In previous research Dr Bryan Toole and his coworkers, Drs. Suniti Misra and Shibnath Ghatak, of the Medical University of South Carolina, noticed that small pieces, or oligomers, of a polysaccharide called hyaluronan were able to sensitise drug-resistant breast cancer cells to several different chemotherapeutic drugs.

He believed that the polysaccharide oligomers were binding to a receptor for hyaluronan (called CD44) and preventing it from initiating a signalling cascade that would result in drug resistance.

"It is very surprising that hyaluronan is involved in drug resistance," admits Dr. Toole. "Most scientists think of hyaluronan as a structural and inert molecule. In adult tissues it plays two roles. First, it assists in tissue hydration and in biophysical properties such as resilience. Second, it forms a template to which matrix proteins attach and form important extracellular structural complexes."
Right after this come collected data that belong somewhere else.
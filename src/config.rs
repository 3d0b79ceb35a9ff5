use std::fmt;
use std::path::PathBuf;

use clap::ValueEnum;
use serde::{Deserialize, Serialize};

pub const DEFAULT_BINARY_NAME: &str = "window2linux";
pub const DEFAULT_MAX_ATTEMPTS: u32 = 3;
pub const DEFAULT_TIMEOUT_SECONDS: u32 = 180;
pub const DEFAULT_GAMESCOPE_RES: &str = "1920x1080";
pub const DEFAULT_GAMESCOPE_FPS: u32 = 144;

/// Execution mode forwarded to the external binary.
#[derive(Debug, Clone, Copy, PartialEq, Eq, ValueEnum, Serialize, Deserialize)]
#[serde(rename_all = "lowercase")]
pub enum Mode {
    Auto,
    Install,
    Play,
}

impl Mode {
    pub fn as_str(self) -> &'static str {
        match self {
            Mode::Auto => "auto",
            Mode::Install => "install",
            Mode::Play => "play",
        }
    }
}

impl fmt::Display for Mode {
    fn fmt(&self, f: &mut fmt::Formatter<'_>) -> fmt::Result {
        f.write_str(self.as_str())
    }
}

#[derive(Debug, Clone, PartialEq, Eq)]
pub struct GamescopeSettings {
    pub resolution: String,
    pub fps: u32,
}

/// Everything a single launcher run needs, built once from the command line.
#[derive(Debug, Clone, PartialEq, Eq)]
pub struct RunConfig {
    pub setup_only: bool,
    pub no_install: bool,
    pub binary: PathBuf,
    pub mode: Mode,
    pub max_attempts: u32,
    pub timeout_seconds: u32,
    /// `Some` only when the compositor wrapper was requested.
    pub gamescope: Option<GamescopeSettings>,
    pub target: Option<PathBuf>,
}

impl RunConfig {
    /// A configuration with every default applied, pointing at `binary`.
    pub fn with_binary(binary: impl Into<PathBuf>) -> Self {
        Self {
            setup_only: false,
            no_install: false,
            binary: binary.into(),
            mode: Mode::Auto,
            max_attempts: DEFAULT_MAX_ATTEMPTS,
            timeout_seconds: DEFAULT_TIMEOUT_SECONDS,
            gamescope: None,
            target: None,
        }
    }
}

/// Accepts only plain ASCII digits, so `+5`, `-1` and ` 5` are all rejected.
pub fn parse_count(raw: &str) -> Result<u32, String> {
    if raw.is_empty() || !raw.bytes().all(|b| b.is_ascii_digit()) {
        return Err(format!("'{raw}' is not a non-negative integer"));
    }
    raw.parse::<u32>()
        .map_err(|_| format!("'{raw}' is too large"))
}

#[cfg(test)]
mod tests {
    use super::{Mode, parse_count};

    #[test]
    fn parse_count_accepts_plain_digits() {
        assert_eq!(parse_count("0"), Ok(0));
        assert_eq!(parse_count("180"), Ok(180));
    }

    #[test]
    fn parse_count_rejects_signs_and_letters() {
        for raw in ["", "abc", "+5", "-1", " 5", "5 ", "1.5", "3x"] {
            assert!(parse_count(raw).is_err(), "{raw:?} should be rejected");
        }
    }

    #[test]
    fn parse_count_rejects_overflow() {
        let err = parse_count("99999999999").expect_err("overflow must fail");
        assert!(err.contains("too large"));
    }

    #[test]
    fn mode_displays_lowercase() {
        assert_eq!(Mode::Play.to_string(), "play");
        assert_eq!(Mode::Auto.as_str(), "auto");
    }
}
use std::fs;
use std::path::{Path, PathBuf};

use thiserror::Error;

use crate::config::RunConfig;
use crate::host::Invocation;

#[derive(Debug, Error)]
pub enum BinaryError {
    #[error("external binary not found: {0}")]
    Missing(PathBuf),
    #[error("external binary is not executable: {0}")]
    NotExecutable(PathBuf),
}

/// The binary must be a regular file with at least one execute bit set.
pub fn verify_binary(path: &Path) -> Result<(), BinaryError> {
    let metadata = match fs::metadata(path) {
        Ok(metadata) if metadata.is_file() => metadata,
        _ => return Err(BinaryError::Missing(path.to_path_buf())),
    };

    #[cfg(unix)]
    {
        use std::os::unix::fs::PermissionsExt;
        if metadata.permissions().mode() & 0o111 == 0 {
            return Err(BinaryError::NotExecutable(path.to_path_buf()));
        }
    }
    #[cfg(not(unix))]
    let _ = metadata;

    Ok(())
}

pub fn probe_invocation(binary: &Path) -> Invocation {
    Invocation::new(binary).args(["inspect", "runners", "--json"])
}

/// `run <target> --execute --mode .. --max-attempts .. --timeout-seconds ..`
/// plus the gamescope flags when enabled.
pub fn run_invocation(config: &RunConfig, target: &Path) -> Invocation {
    let mut invocation = Invocation::new(&config.binary)
        .arg("run")
        .arg(target)
        .arg("--execute")
        .args(["--mode", config.mode.as_str()])
        .args(["--max-attempts".to_string(), config.max_attempts.to_string()])
        .args([
            "--timeout-seconds".to_string(),
            config.timeout_seconds.to_string(),
        ]);

    if let Some(gamescope) = &config.gamescope {
        invocation = invocation
            .arg("--use-gamescope")
            .args(["--gamescope-res", gamescope.resolution.as_str()])
            .args(["--gamescope-fps".to_string(), gamescope.fps.to_string()]);
    }

    invocation
}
Hyaluronan also accumulates around the outside of cells during disease processes such as early atherogenesis, persistent inflammation, and cancer. In recent years, however, hyaluronan has also been shown to induce signalling pathways in inflammatory, embryonic and cancer cells.

In their current Journal of Biological Chemistry paper, Dr. Toole and his colleagues report on further studies which indicate that hyaluronan increases the cellular production of a multidrug transporter protein by binding to CD44. They discovered that antagonist molecules that bind to hyaluronan and prevent it from interacting with CD44 were able to sensitise multidrug resistant breast cancer cells to chemotherapeutic drugs.

The researchers also found that increasing hyaluronan synthesis in cells increased resistance to drug treatment.

"Our work indicates that hyaluronan antagonists, for example small hyaluronan oligomers, reverse the malignant properties of cancer cells, including proliferation, invasiveness, and drug resistance," explains Dr Toole.

"Hyaluronan oligomers are non-toxic, non-immunogenic, and readily applicable to several proliferative disease processes, especially cancer. We are hoping that much lower and less toxic doses of chemotherapeutic agents can be used," he added.

With the oncology market worth an estimated $40 billion (€32 billion) in 2004 behind the cardiovascular and CNS therapy areas the prospect of a decrease in multidrug resistant cancer cases seems unlikely. These new findings suggest that existing cancer treatments may be made more effective by using hyaluronan antagonists in conjunction with existing chemotherapy.

However, according to the new Pharmacor study entitled "Non-Small-Cell Lung Cancer," the NSCLC drug market will be impacted by generic erosion when three major chemotherapy drugs go off patent.

Aventis's Taxotere patent expires in 2007 in Europe and in 2010 in the United States; Bristol-Myers Squibb's Paraplatin patent expires in 2004 in the United States; and between 2004-2010, Eli Lilly's Gemzar patent expires in all European countries and the United States.

The research appears as the "Paper of the Week" in the May 27 issue of the Journal of Biological Chemistry, an American Society for Biochemistry and Molecular Biology journal.